From mboxrd@z Thu Jan  1 00:00:00 1970
From: David Brown <david.brown@hesbynett.no>
Subject: Re: high throughput storage server?
Date: Thu, 24 Feb 2011 21:43:16 +0100
Message-ID: <ik6ft4$n8f$1@dough.gmane.org>
References: <AANLkTik5_Zx98rSbmpgUtG82qtFObANtCcbnn-a7MXcp@mail.gmail.com>	<AANLkTimOjQDjoDMLSd1Z88GhOXoumtaQP4TyE=VpQmvQ@mail.gmail.com>	<20110215044434.GA9186@septictank.raw-sewage.fake>	<ijdhtg$on7$1@dough.gmane.org> <AANLkTi=DFXqt5VAJHdVkzigM1UfdNKwrTX589aCcBm4Q@mail.gmail.com>
Mime-Version: 1.0
Content-Type: text/plain; charset=ISO-8859-1; format=flowed
Content-Transfer-Encoding: 7bit
Return-path: <linux-raid-owner@vger.kernel.org>
In-Reply-To: <AANLkTi=DFXqt5VAJHdVkzigM1UfdNKwrTX589aCcBm4Q@mail.gmail.com>
Sender: linux-raid-owner@vger.kernel.org
To: linux-raid@vger.kernel.org
List-Id: linux-raid.ids

On 24/02/11 21:28, Matt Garman wrote:
> Wow, I can't believe the number of responses I've received to this
> question.  I've been trying to digest it all.  I'm going to throw some
> follow-up comments as time allows, starting here...
>
> On Tue, Feb 15, 2011 at 3:43 AM, David Brown<david@westcontrol.com>  wrote:
>> If you are not too bothered about write performance, I'd put a fair amount
>> of the budget into ram rather than just disk performance.  When you've got
>> the ram space to make sure small reads are mostly cached, the main
>> bottleneck will be sequential reads - and big hard disks handle sequential
>> reads as fast as expensive SSDs.
>
> I could be wrong, but I'm not so sure RAM would be beneficial for our
> case.  Are workload is virtually all reads, however, these are huge
> reads.  The analysis programs basically do a full read of data files
> that are generally pretty big: roughly 100 MB to 5 GB in the worst
> case.  Average file size is maybe 500 MB (rough estimate).  And there
> are hundreds of these falls, all of which need "immediate" access.  So
> to cache these in RAM, seems like it would take an awful lot of RAM.

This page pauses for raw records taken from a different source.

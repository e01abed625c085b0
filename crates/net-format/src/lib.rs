// Copyright (c) 2025 Dimitris Kafetzis
//
// Licensed under the MIT License.
// See LICENSE file in the project root for full license information.
//
// SPDX-License-Identifier: MIT

//! # net-format
//!
//! The binary contract between the host engine and the accelerator cores:
//! a pre-compiled network travels as two artifacts, and their byte layout
//! **is** the ABI.
//!
//! - **Network descriptor** (`net.bin`): a packed, host-endian blob,
//!   [`DescriptorHeader`] followed by one [`LayerRecord`] per layer. The
//!   header carries the struct sizes and ABI version the host was built
//!   with; the device re-checks them at configure time and reports a
//!   layout mismatch instead of corrupting memory.
//! - **Weights blob** (`params.bin`): raw parameter bytes, addressed by
//!   `(weight_offset, weight_bytes)` ranges in the layer records. Opened
//!   with memory-mapped I/O ([`WeightsBlob`]); the engine copies it into
//!   device-visible memory once per executor.
//!
//! For authoring (demos, tests, the `offload pack` command) the crate
//! also provides [`NetManifest`], a small JSON description that compiles
//! into the two artifacts with deterministic synthetic weights.
//!
//! ```text
//! model.json ──NetManifest::build()──► (NetDescriptor, weights Vec<u8>)
//!                                            │              │
//!                                     net.bin (packed)  params.bin (raw)
//! ```
//!
//! Layer kinds are deliberately minimal (`data`, `identity`, `scale`,
//! `dense` over 8-bit tensors): enough for the execution engine's contract
//! to be exercised end to end; richer operator semantics are outside this
//! system's scope.

mod blob;
mod descriptor;
mod error;
mod manifest;
mod params;

pub use blob::WeightsBlob;
pub use descriptor::{
    DescriptorHeader, LayerKind, LayerRecord, NetDescriptor, TensorDims, DEFAULT_LAYERS_GROUP,
    DENSE_ACCUM_SHIFT, DESCRIPTOR_ABI_VERSION, DESCRIPTOR_MAGIC,
};
pub use error::FormatError;
pub use manifest::{ManifestLayer, NetManifest};
pub use params::{ConfigureParams, DeviceErrorCode, DeviceStatus, ProcessParams};
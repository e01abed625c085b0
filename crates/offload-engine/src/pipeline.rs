// Copyright (c) 2025 Dimitris Kafetzis
//
// Licensed under the MIT License.
// See LICENSE file in the project root for full license information.
//
// SPDX-License-Identifier: MIT

//! Pipelines chaining execution objects across layers groups.
//!
//! An [`ExecutionObjectPipeline`] strings the execution objects of
//! consecutive layers groups into one frame-level unit of work: the
//! frame enters the pipeline's own input buffer, flows through a
//! junction buffer between each pair of stages, and lands in the
//! pipeline's own output buffer. `process_frame_start_async` walks the
//! chain, waiting for each stage before issuing the next, and returns
//! with only the final stage in flight; `process_frame_wait` resolves
//! that final stage.
//!
//! Pipelines own their frame and junction buffers and rebind each
//! stage's kernels on every start, so several pipelines can share the
//! same execution objects to double-buffer a device. Stages complete in
//! issue order on any shared execution object; a driving loop that
//! starts and waits its pipelines round-robin preserves that order.
//!
//! At most one frame is in flight per pipeline. Waiting on an idle
//! pipeline reports `Ok(false)`.

use crate::execution_object::{CallType, EoHandle};
use crate::timestamp::{self, Api, Phase};
use crate::EngineError;
use accel_driver::DeviceKind;
use device_memory::{DevicePool, HostBuffer};

/// A chain of execution objects processing one frame end to end.
pub struct ExecutionObjectPipeline {
    stages: Vec<EoHandle>,
    stage_units: Vec<(DeviceKind, u8)>,
    input: HostBuffer,
    output: HostBuffer,
    /// `junctions[i]` carries stage `i` output into stage `i + 1`.
    junctions: Vec<HostBuffer>,
    frame_index: u32,
    in_flight: bool,
    stage_cycles: Vec<u64>,
    stage_times_ms: Vec<f64>,
}

impl ExecutionObjectPipeline {
    /// Builds a pipeline over `stages`, allocating its frame and
    /// junction buffers from `pool`.
    ///
    /// Stage output and input sizes must match pairwise along the
    /// chain.
    pub fn new(stages: Vec<EoHandle>, pool: &DevicePool) -> Result<Self, EngineError> {
        if stages.is_empty() {
            return Err(EngineError::config("a pipeline needs at least one stage"));
        }

        let mut stage_units = Vec::with_capacity(stages.len());
        let mut sizes = Vec::with_capacity(stages.len());
        for handle in &stages {
            let eo = handle.lock();
            stage_units.push((eo.device_kind(), eo.unit_id()));
            sizes.push((eo.input_size_bytes(), eo.output_size_bytes()));
        }
        for window in sizes.windows(2) {
            let (_, out_bytes) = window[0];
            let (in_bytes, _) = window[1];
            if out_bytes != in_bytes {
                return Err(EngineError::buffer_size(in_bytes, out_bytes));
            }
        }

        let input = pool.allocate(sizes[0].0).map_err(EngineError::allocation)?;
        let output = pool
            .allocate(sizes[sizes.len() - 1].1)
            .map_err(EngineError::allocation)?;
        let mut junctions = Vec::with_capacity(stages.len().saturating_sub(1));
        for &(_, out_bytes) in &sizes[..sizes.len() - 1] {
            junctions.push(pool.allocate(out_bytes).map_err(EngineError::allocation)?);
        }

        let stage_count = stages.len();
        Ok(Self {
            stages,
            stage_units,
            input,
            output,
            junctions,
            frame_index: 0,
            in_flight: false,
            stage_cycles: vec![0; stage_count],
            stage_times_ms: vec![0.0; stage_count],
        })
    }

    /// Pushes the current input frame through the chain.
    ///
    /// Blocks through all but the last stage and returns with the last
    /// stage issued; pair with [`process_frame_wait`]. The pipeline's
    /// frame index is stamped onto every stage.
    ///
    /// [`process_frame_wait`]: Self::process_frame_wait
    pub fn process_frame_start_async(&mut self) -> Result<(), EngineError> {
        if self.in_flight {
            return Err(EngineError::config(
                "pipeline already has a frame in flight",
            ));
        }
        let frame = self.frame_index;
        timestamp::record_eop(frame, Api::ProcessFrameStartAsync, Phase::Start);

        let last = self.stages.len() - 1;
        for i in 0..self.stages.len() {
            if i > 0 {
                self.wait_stage(i - 1)?;
            }

            let stage_in = if i == 0 {
                self.input.clone()
            } else {
                self.junctions[i - 1].clone()
            };
            let stage_out = if i == last {
                self.output.clone()
            } else {
                self.junctions[i].clone()
            };

            let (kind, unit) = self.stage_units[i];
            timestamp::record_eo(frame, i, Api::ProcessFrameStartAsync, Phase::Start, kind, unit);
            {
                let mut eo = self.stages[i].lock();
                eo.set_input_output_buffer(stage_in, stage_out)?;
                eo.set_frame_index(frame);
                eo.run_async(CallType::Compute)?;
            }
            timestamp::record_eo(frame, i, Api::ProcessFrameStartAsync, Phase::End, kind, unit);
        }

        self.in_flight = true;
        timestamp::record_eop(frame, Api::ProcessFrameStartAsync, Phase::End);
        Ok(())
    }

    /// Blocks until the in-flight frame has fully left the chain.
    /// Returns `Ok(false)` when no frame is in flight.
    pub fn process_frame_wait(&mut self) -> Result<bool, EngineError> {
        if !self.in_flight {
            return Ok(false);
        }
        let frame = self.frame_index;
        timestamp::record_eop(frame, Api::ProcessFrameWait, Phase::Start);

        self.in_flight = false;
        self.wait_stage(self.stages.len() - 1)?;

        timestamp::record_eop(frame, Api::ProcessFrameWait, Phase::End);
        Ok(true)
    }

    fn wait_stage(&mut self, stage: usize) -> Result<(), EngineError> {
        let (kind, unit) = self.stage_units[stage];
        let frame = self.frame_index;
        timestamp::record_eo(frame, stage, Api::ProcessFrameWait, Phase::Start, kind, unit);

        let mut eo = self.stages[stage].lock();
        eo.process_frame_wait()?;
        self.stage_cycles[stage] = eo.process_cycles();
        self.stage_times_ms[stage] = eo.process_time_ms();
        drop(eo);

        timestamp::record_eo(frame, stage, Api::ProcessFrameWait, Phase::End, kind, unit);
        Ok(())
    }

    // ── Buffers ────────────────────────────────────────────────────────

    /// The pipeline's frame input buffer.
    pub fn input_buffer(&self) -> HostBuffer {
        self.input.clone()
    }

    /// The pipeline's frame output buffer, valid after a successful
    /// wait.
    pub fn output_buffer(&self) -> HostBuffer {
        self.output.clone()
    }

    pub fn input_size_bytes(&self) -> usize {
        self.input.len()
    }

    pub fn output_size_bytes(&self) -> usize {
        self.output.len()
    }

    // ── Identity and accounting ────────────────────────────────────────

    pub fn num_stages(&self) -> usize {
        self.stages.len()
    }

    pub fn frame_index(&self) -> u32 {
        self.frame_index
    }

    pub fn set_frame_index(&mut self, frame_index: u32) {
        self.frame_index = frame_index;
    }

    /// Unit names along the chain, e.g. `npu0+dsp1`.
    pub fn device_name(&self) -> String {
        self.stage_units
            .iter()
            .map(|(kind, unit)| format!("{}{}", kind.as_str(), unit))
            .collect::<Vec<_>>()
            .join("+")
    }

    /// Total device cycles of the last completed frame, summed over
    /// stages. Stages on different device classes tick at different
    /// rates; prefer [`process_time_ms`] for comparisons.
    ///
    /// [`process_time_ms`]: Self::process_time_ms
    pub fn process_cycles(&self) -> u64 {
        self.stage_cycles.iter().sum()
    }

    /// Total device time of the last completed frame, summed over
    /// stages. With one frame in flight at a time this is the frame's
    /// cost; overlapping pipelines hide part of it.
    pub fn process_time_ms(&self) -> f64 {
        self.stage_times_ms.iter().sum()
    }

    /// Per-stage device times of the last completed frame.
    pub fn stage_times_ms(&self) -> &[f64] {
        &self.stage_times_ms
    }
}

impl std::fmt::Debug for ExecutionObjectPipeline {
    fn fmt(&self, f: &mut std::fmt::Formatter<'_>) -> std::fmt::Result {
        f.debug_struct("ExecutionObjectPipeline")
            .field("stages", &self.device_name())
            .field("frame_index", &self.frame_index)
            .field("in_flight", &self.in_flight)
            .finish()
    }
}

RAM for cache makes a difference if the same file is read more than 
once.  That applies equally to big files - but only if more than one 
machine is reading the same file.  If they are all reading different 
files, then - as you say - there won't be much to gain as each file is 
only used once.

Still, when you have so much data going from the disks and out to the 
clients, it is good to have plenty of ram for buffering, even if it is 
only used once.